One aspect of living in New York that I have started to really appreciate are the extremely open conversations about very current and relevant topics, for example relating to sexuality, identity labels, politics, and more. Everyone seems to have a very “extreme” moral compass about what is right and wrong. Again, this might be specific to New York and people that I surround myself with, but I have found that most students my age are quite liberal and have very open discussions about what they think on current issues. Everyone is extremely knowledgeable about pop culture too! 

I did struggle at first when coming to the States as it took me a few weeks to realize that I had a different mentality than most of the NYU students that I would meet. To them, this was their third/final year of university and a large number of friendships had already been established over the past two years, groups had formed and people were meeting up regularly. Thankfully, I knew of a few people in the city that I could connect with and they introduced me to their friends, but I did notice that many students were not looking to make new connections, especially not with someone that was only going to stay in the city for one academic year. 

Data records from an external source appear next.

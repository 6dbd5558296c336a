use std::collections::{BTreeMap, BTreeSet};

use crate::firestore::error::{internal_error, FirestoreResult};
use crate::firestore::model::{
    DocumentKey, MaybeDocument, Mutation, MutationResult, SnapshotVersion, Timestamp,
};

/// Sentinel batch id meaning "no batch"; real ids start at 1.
pub const BATCH_ID_UNKNOWN: i32 = -1;

/// A group of mutations written atomically by one user call.
///
/// `base_mutations` hold the values non-idempotent transforms started from
/// when the batch was written; they are applied to the local view only and
/// are never sent to the backend.
#[derive(Clone, Debug, PartialEq)]
pub struct MutationBatch {
    pub batch_id: i32,
    pub local_write_time: Timestamp,
    pub base_mutations: Vec<Mutation>,
    pub mutations: Vec<Mutation>,
}

impl MutationBatch {
    pub fn new(
        batch_id: i32,
        local_write_time: Timestamp,
        base_mutations: Vec<Mutation>,
        mutations: Vec<Mutation>,
    ) -> Self {
        Self {
            batch_id,
            local_write_time,
            base_mutations,
            mutations,
        }
    }

    pub fn is_empty(&self) -> bool {
        self.mutations.is_empty()
    }

    pub fn keys(&self) -> BTreeSet<DocumentKey> {
        self.mutations
            .iter()
            .map(|mutation| mutation.key().clone())
            .collect()
    }

    /// Applies the acknowledged writes for `key` on top of the remote document.
    pub fn apply_to_remote_document(
        &self,
        key: &DocumentKey,
        maybe_doc: Option<MaybeDocument>,
        batch_result: &MutationBatchResult,
    ) -> FirestoreResult<Option<MaybeDocument>> {
        if let Some(doc) = &maybe_doc {
            if doc.key() != key {
                return Err(internal_error(format!(
                    "apply_to_remote_document: key {key} does not match document key {}",
                    doc.key()
                )));
            }
        }
        let mut current = maybe_doc;
        for (mutation, result) in self
            .mutations
            .iter()
            .zip(batch_result.mutation_results.iter())
        {
            if mutation.key() == key {
                current = Some(mutation.apply_to_remote_document(current, result)?);
            }
        }
        Ok(current)
    }

    /// Computes the latency-compensated view of `key` after this batch.
    pub fn apply_to_local_view(
        &self,
        key: &DocumentKey,
        maybe_doc: Option<MaybeDocument>,
    ) -> Option<MaybeDocument> {
        let mut current = maybe_doc;
        for mutation in self.base_mutations.iter().filter(|m| m.key() == key) {
            let base = current.clone();
            current = mutation.apply_to_local_view(current, base.as_ref(), self.local_write_time);
        }

        let base_doc = current.clone();
        for mutation in self.mutations.iter().filter(|m| m.key() == key) {
            current =
                mutation.apply_to_local_view(current, base_doc.as_ref(), self.local_write_time);
        }
        current
    }

    /// Applies the batch to every document it touches in `docs`.
    pub fn apply_to_local_document_set(
        &self,
        docs: &mut BTreeMap<DocumentKey, Option<MaybeDocument>>,
    ) {
        for key in self.keys() {
            let existing = docs.get(&key).cloned().flatten();
            let updated = self.apply_to_local_view(&key, existing);
            docs.insert(key, updated);
        }
    }
}

/// A mutation batch together with the backend's acknowledgement.
#[derive(Clone, Debug, PartialEq)]
pub struct MutationBatchResult {
    pub batch: MutationBatch,
    pub commit_version: SnapshotVersion,
    pub mutation_results: Vec<MutationResult>,
    pub stream_token: Vec<u8>,
    /// Version each written document reached; transforms report the commit
    /// version, everything else the per-write update time.
    pub doc_versions: BTreeMap<DocumentKey, SnapshotVersion>,
}

impl MutationBatchResult {
    pub fn from(
        batch: MutationBatch,
        commit_version: SnapshotVersion,
        mutation_results: Vec<MutationResult>,
        stream_token: Vec<u8>,
    ) -> FirestoreResult<Self> {
        if batch.mutations.len() != mutation_results.len() {
            return Err(internal_error(format!(
                "Mutations sent {} must equal results received {}",
                batch.mutations.len(),
                mutation_results.len()
            )));
        }
        let doc_versions = batch
            .mutations
            .iter()
            .zip(mutation_results.iter())
            .map(|(mutation, result)| (mutation.key().clone(), result.version))
            .collect();
        Ok(Self {
            batch,
            commit_version,
            mutation_results,
            stream_token,
            doc_versions,
        })
    }
}

#[cfg(test)]
mod tests {
    use super::*;
    use crate::firestore::model::{
        Document, FieldPath, FieldTransform, TransformOperation,
    };
    use crate::firestore::value::{FirestoreValue, MapValue};
    use std::collections::BTreeMap;

    fn key(path: &str) -> DocumentKey {
        DocumentKey::from_string(path).unwrap()
    }

    fn data(field: &str, value: i64) -> MapValue {
        let mut fields = BTreeMap::new();
        fields.insert(field.to_string(), FirestoreValue::from_integer(value));
        MapValue::new(fields)
    }

    #[test]
    fn local_view_applies_only_matching_mutations() {
        let batch = MutationBatch::new(
            1,
            Timestamp::new(1, 0),
            Vec::new(),
            vec![
                Mutation::set(key("c/a"), data("v", 1)),
                Mutation::set(key("c/b"), data("v", 2)),
            ],
        );
        let view = batch.apply_to_local_view(&key("c/a"), None).unwrap();
        assert_eq!(view.as_document().unwrap().data(), &data("v", 1));
        assert_eq!(batch.keys().len(), 2);
    }

    #[test]
    fn base_mutations_seed_increment() {
        let field = FieldPath::from_dot_separated("n").unwrap();
        let batch = MutationBatch::new(
            1,
            Timestamp::new(1, 0),
            vec![Mutation::patch(key("c/a"), data("n", 10))],
            vec![Mutation::transform(
                key("c/a"),
                vec![FieldTransform::new(
                    field.clone(),
                    TransformOperation::NumericIncrement(FirestoreValue::from_integer(1)),
                )],
            )],
        );
        let remote: MaybeDocument = Document::new(
            key("c/a"),
            SnapshotVersion::new(Timestamp::new(1, 0)),
            data("n", 3),
        )
        .into();
        let view = batch.apply_to_local_view(&key("c/a"), Some(remote)).unwrap();
        assert_eq!(
            view.as_document().unwrap().field(&field),
            Some(&FirestoreValue::from_integer(11))
        );
    }

    #[test]
    fn result_requires_matching_counts() {
        let batch = MutationBatch::new(
            3,
            Timestamp::new(1, 0),
            Vec::new(),
            vec![Mutation::delete(key("c/a"))],
        );
        assert!(MutationBatchResult::from(batch, SnapshotVersion::min(), Vec::new(), Vec::new()).is_err());
    }
}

It makes sense that living in a big city and having the first year be deep into the pandemic that students are mostly looking exclusively for deep, long-term friendships, so I had to adjust to this mindset and understand that it was not personal and that some people that I would meet were simply not interested in meeting more than once as they already had their mind set on who their friends would be for the rest of the school year. On top of that, my status at NYU is not as a student but rather as an affiliate, and therefore I am not able to talk about classes, coursework or professors with them. If you find yourself in a similar situation when abroad - be patient and don’t worry too much as this is a common experience and it takes time to adjust to understand where other people are at mentally before you can make friends with them. Try to connect with people and groups who you know you have a mutual friend or shared interests with, this way you already have some common ground. I am lucky that my flatmates are also doing temporary work in the city like I am, and this immediately makes us have things in common!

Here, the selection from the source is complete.